Reversible inhibition of three important human liver cytochrome p450 enzymes by tiliroside

Abstract

Tiliroside, an active flavonoid extensively found in many medicinal plants including Helichrysum italicum, Geranium mexicanum and Helianthemum glomeratum, has been demonstrated to exert multiple biological effects including antiinflammatory, antimicrobial, antioxidant and antitumor activities. Cytochrome P450 (CYP) enzymes play an important role in the Phase I oxidation metabolism of a wide range of xenobiotics and inhibition of CYP isoforms might influence the elimination of drugs and induce serious adverse drug response. The inhibition of seven CYP isoforms (CYP3A4, CYP1A2, CYP2A6, CYP2D6, CYP2C9, CYP2C8 and CYP2E1) by tiliroside was investigated using in vitro human liver microsomal incubation assays. The results showed that tiliroside strongly inhibited the activity of CYP3A4 (IC(50) = 9.0 ± 1.7 μm), CYP2C8 (IC(50) = 12.1 ± 0.9 μm) and CYP2C9 (IC(50) = 10.2 ± 0.9 μm) with other CYP isoforms negligibly influenced. Further kinetic analysis showed that inhibition of these three CYP isoforms by tiliroside is best fit to a competitive way. The K(i) value was calculated to be 5.5 μm, 3.3 μm, 9.4 μm for CYP3A4, CYP2C9 and CYP2C8, respectively.

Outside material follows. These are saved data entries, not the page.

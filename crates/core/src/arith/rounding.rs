//! Round-to-nearest, ties-to-even on extended significands.
//!
//! The multiplier keeps two extra bits below the significand while it works:
//!
//! | Bit      | Name   | Meaning                                     |
//! |----------|--------|---------------------------------------------|
//! | 1        | guard  | first bit below the least significant bit   |
//! | 0        | sticky | OR of every bit below the guard bit         |
//!
//! Any further right shift (gradual underflow) folds the shifted-out bits
//! into the sticky bit, so the final rounding decision always sees whether
//! the discarded part was below, exactly at, or above one half ulp.
//!
//! Addition and subtraction never come through here: their alignment shift
//! drops bits without guard or sticky tracking.

/// Number of bits kept below the significand in an extended value.
pub const EXTRA_BITS: u32 = 2;

/// Packs a significand with its guard and sticky bits.
#[inline]
pub const fn extend(significand: u32, guard: bool, sticky: bool) -> u32 {
    (significand << EXTRA_BITS) | ((guard as u32) << 1) | (sticky as u32)
}

/// Shifts an extended value right by `shift`, ORing lost bits into sticky.
#[inline]
pub const fn shift_right_sticky(extended: u32, shift: u32) -> u32 {
    if shift == 0 {
        extended
    } else if shift >= u32::BITS {
        (extended != 0) as u32
    } else {
        let lost = extended & ((1 << shift) - 1);
        (extended >> shift) | (lost != 0) as u32
    }
}

/// Drops the extra bits, rounding to nearest with ties to even.
///
/// The result may carry into one bit above the significand (all ones
/// rounding up); the normalizer absorbs that.
#[inline]
pub const fn round_nearest_even(extended: u32) -> u32 {
    let significand = extended >> EXTRA_BITS;
    let guard = extended & 0b10 != 0;
    let sticky = extended & 0b01 != 0;
    if guard && (sticky || significand & 1 == 1) {
        significand + 1
    } else {
        significand
    }
}
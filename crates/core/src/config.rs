//! Configuration for the demonstration driver.
//!
//! This module defines the configuration consumed by the `mantissa` binary.
//! It provides:
//! 1. **Defaults:** Output options and the built-in scenario set.
//! 2. **Structures:** [`Config`] with [`GeneralConfig`] output settings and a
//!    list of [`Scenario`]s.
//! 3. **Loading:** [`Config::from_json`] and [`Config::load`].
//!
//! Every field is optional in JSON; anything omitted falls back to the
//! defaults below.

use std::fs;
use std::path::Path;

use serde::Deserialize;

use crate::error::ConfigError;
use crate::scenario::{Op, Scenario};

/// Default configuration constants for the driver.
mod defaults {
    /// Print raw bit patterns next to the scientific strings.
    pub const SHOW_BITS: bool = false;

    /// Print both operands before each result.
    pub const SHOW_OPERANDS: bool = true;

    /// `3.99999976158142089844`, the largest binary32 value below 4.
    pub const JUST_BELOW_FOUR: u32 = 0x407F_FFFF;

    /// Native square of [`JUST_BELOW_FOUR`]: `16 - 2^-19`.
    pub const JUST_BELOW_FOUR_SQUARED: u32 = 0x417F_FFFE;
}

/// Root configuration structure.
///
/// # Examples
///
/// Creating a default configuration:
///
/// ```
/// use mantissa_core::config::Config;
///
/// let config = Config::default();
/// assert!(!config.general.show_bits);
/// assert!(!config.scenarios.is_empty());
/// ```
///
/// Deserializing from JSON:
///
/// ```
/// use mantissa_core::config::Config;
/// use mantissa_core::Op;
///
/// let json = r#"{
///     "general": { "show_bits": true },
///     "scenarios": [
///         { "name": "regression", "lhs": 4.2, "op": "*", "rhs": 10.0, "expected": 42.0 },
///         { "lhs": 2.1, "op": "add", "rhs": 8.1 }
///     ]
/// }"#;
///
/// let config = Config::from_json(json).unwrap();
/// assert!(config.general.show_bits);
/// assert!(config.general.show_operands);
/// assert_eq!(config.scenarios.len(), 2);
/// assert_eq!(config.scenarios[0].op, Op::Mul);
/// assert_eq!(config.scenarios[1].expected, None);
/// ```
#[derive(Debug, Clone, PartialEq, Deserialize)]
pub struct Config {
    /// Output settings
    #[serde(default)]
    pub general: GeneralConfig,

    /// Scenarios to run, in order
    #[serde(default = "Config::default_scenarios")]
    pub scenarios: Vec<Scenario>,
}

impl Config {
    /// Parses a configuration from JSON text.
    ///
    /// # Errors
    ///
    /// Returns [`ConfigError::Json`] if the text is not a valid configuration.
    pub fn from_json(text: &str) -> Result<Self, ConfigError> {
        Ok(serde_json::from_str(text)?)
    }

    /// Reads and parses a JSON configuration file.
    ///
    /// # Errors
    ///
    /// Returns [`ConfigError::Io`] if the file cannot be read and
    /// [`ConfigError::Json`] if its contents are invalid.
    pub fn load(path: impl AsRef<Path>) -> Result<Self, ConfigError> {
        let path = path.as_ref();
        let text = fs::read_to_string(path).map_err(|source| ConfigError::Io {
            path: path.to_path_buf(),
            source,
        })?;
        Self::from_json(&text)
    }

    /// The built-in scenarios: the driver's sample sums plus the regression
    /// checks for each operation.
    pub fn default_scenarios() -> Vec<Scenario> {
        let just_below_four = f32::from_bits(defaults::JUST_BELOW_FOUR);
        vec![
            Scenario::new(2.1, Op::Add, 2.1)
                .expecting(4.2)
                .named("sum of equals"),
            Scenario::new(2.1, Op::Add, 8.1).named("sum across exponents"),
            Scenario::new(-2.4, Op::Add, -2.6)
                .expecting(-5.0)
                .named("sum of negatives"),
            Scenario::new(2.1, Op::Add, -4.2)
                .expecting(-2.1)
                .named("add positive and negative"),
            Scenario::new(-1.0, Op::Add, 1.0)
                .expecting(0.0)
                .named("add to zero"),
            Scenario::new(-4.2, Op::Sub, -2.1)
                .expecting(-2.1)
                .named("subtract negatives"),
            Scenario::new(-2.1, Op::Sub, 2.1)
                .expecting(-4.2)
                .named("subtract positive from negative"),
            Scenario::new(4.20, Op::Mul, 10.0)
                .expecting(42.0)
                .named("multiply 4.2 by 10"),
            Scenario::new(-4.20, Op::Mul, -10.0)
                .expecting(42.0)
                .named("multiply negatives"),
            Scenario::new(-42.0, Op::Mul, -10.0)
                .expecting(420.0)
                .named("multiply exact negatives"),
            Scenario::new(just_below_four, Op::Mul, just_below_four)
                .expecting(f32::from_bits(defaults::JUST_BELOW_FOUR_SQUARED))
                .named("square just below four"),
        ]
    }
}

impl Default for Config {
    fn default() -> Self {
        Self {
            general: GeneralConfig::default(),
            scenarios: Self::default_scenarios(),
        }
    }
}

/// Output settings for the driver.
#[derive(Debug, Clone, Copy, PartialEq, Eq, Deserialize)]
pub struct GeneralConfig {
    /// Print raw bit patterns next to the scientific strings
    #[serde(default = "GeneralConfig::default_show_bits")]
    pub show_bits: bool,

    /// Print both operands before each result
    #[serde(default = "GeneralConfig::default_show_operands")]
    pub show_operands: bool,
}

impl GeneralConfig {
    /// Returns the default for [`GeneralConfig::show_bits`].
    const fn default_show_bits() -> bool {
        defaults::SHOW_BITS
    }

    /// Returns the default for [`GeneralConfig::show_operands`].
    const fn default_show_operands() -> bool {
        defaults::SHOW_OPERANDS
    }
}

impl Default for GeneralConfig {
    fn default() -> Self {
        Self {
            show_bits: defaults::SHOW_BITS,
            show_operands: defaults::SHOW_OPERANDS,
        }
    }
}
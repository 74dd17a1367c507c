//! # Configuration Tests
//!
//! Defaults, JSON deserialization and file loading of the driver
//! configuration.

use std::fs;

use mantissa_core::config::{Config, GeneralConfig};
use mantissa_core::{ConfigError, Op, Scenario};
use pretty_assertions::assert_eq;

#[test]
fn test_config_default() {
    let config = Config::default();
    assert!(!config.general.show_bits);
    assert!(config.general.show_operands);
    assert_eq!(config.scenarios, Config::default_scenarios());
}

#[test]
fn test_default_scenarios_cover_every_operation() {
    let scenarios = Config::default_scenarios();
    for op in [Op::Add, Op::Sub, Op::Mul] {
        assert!(scenarios.iter().any(|s| s.op == op), "no {op} scenario");
    }
    assert!(scenarios.iter().all(|s| s.name.is_some()));
}

#[test]
fn test_empty_json_uses_defaults() {
    let config = Config::from_json("{}").unwrap();
    assert_eq!(config, Config::default());
}

#[test]
fn test_partial_general_section() {
    let config = Config::from_json(r#"{ "general": { "show_operands": false } }"#).unwrap();
    assert_eq!(
        config.general,
        GeneralConfig {
            show_bits: false,
            show_operands: false,
        }
    );
}

#[test]
fn test_explicit_scenarios_replace_defaults() {
    let json = r#"{
        "scenarios": [
            { "lhs": -4.2, "op": "sub", "rhs": -2.1, "expected": -2.1 }
        ]
    }"#;
    let config = Config::from_json(json).unwrap();
    assert_eq!(
        config.scenarios,
        vec![Scenario::new(-4.2, Op::Sub, -2.1).expecting(-2.1)]
    );
}

#[test]
fn test_empty_scenario_list_is_kept() {
    let config = Config::from_json(r#"{ "scenarios": [] }"#).unwrap();
    assert!(config.scenarios.is_empty());
}

#[test]
fn test_invalid_json_is_rejected() {
    let err = Config::from_json("{ \"general\": ").unwrap_err();
    assert!(matches!(err, ConfigError::Json(_)));

    let err = Config::from_json(r#"{ "scenarios": [{ "lhs": 1.0, "op": "div", "rhs": 2.0 }] }"#)
        .unwrap_err();
    assert!(matches!(err, ConfigError::Json(_)));
}

#[test]
fn test_load_from_file() {
    let dir = tempfile::tempdir().unwrap();
    let path = dir.path().join("scenarios.json");
    fs::write(
        &path,
        r#"{ "general": { "show_bits": true }, "scenarios": [{ "lhs": 4.2, "op": "*", "rhs": 10.0 }] }"#,
    )
    .unwrap();

    let config = Config::load(&path).unwrap();
    assert!(config.general.show_bits);
    assert_eq!(config.scenarios, vec![Scenario::new(4.2, Op::Mul, 10.0)]);
}

#[test]
fn test_load_missing_file() {
    let dir = tempfile::tempdir().unwrap();
    let path = dir.path().join("missing.json");

    match Config::load(&path) {
        Err(ConfigError::Io { path: reported, .. }) => assert_eq!(reported, path),
        other => panic!("expected an I/O error, got {other:?}"),
    }
}
//! Arithmetic engine.
//!
//! Every operation is a total function over two values of the same format:
//! special values are resolved first by a fixed dominance table, finite
//! operands go through integer-only significand arithmetic, and the raw
//! result is canonicalized by [`normalize`](crate::normalize).
//!
//! Operations are organized into submodules:
//! - [`addsub`]: Addition and subtraction with exponent alignment.
//! - [`mul`]: Multiplication through a split significand multiplier.
//! - [`rounding`]: Guard/sticky tracking and round-to-nearest, ties-to-even.
//! - [`ops`]: `+`, `-`, `*`, unary `-` and the assigning operators.
//!
//! Division is not provided.

/// Addition and subtraction.
pub mod addsub;

/// Multiplication.
pub mod mul;

/// Operator trait implementations.
pub mod ops;

/// Rounding helpers for extended significands.
pub mod rounding;

pub use self::addsub::{add, sub};
pub use self::mul::mul;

The relatively low K(i) values suggested that tiliroside might induce drug-drug interactions with many clinically used drugs which are mainly metabolized by these three CYP isoforms. Therefore, attention should be given to the probable drug-drug interaction between tiliroside-containing herbs and substrates of CYP3A4, CYP2C9 and CYP2C8.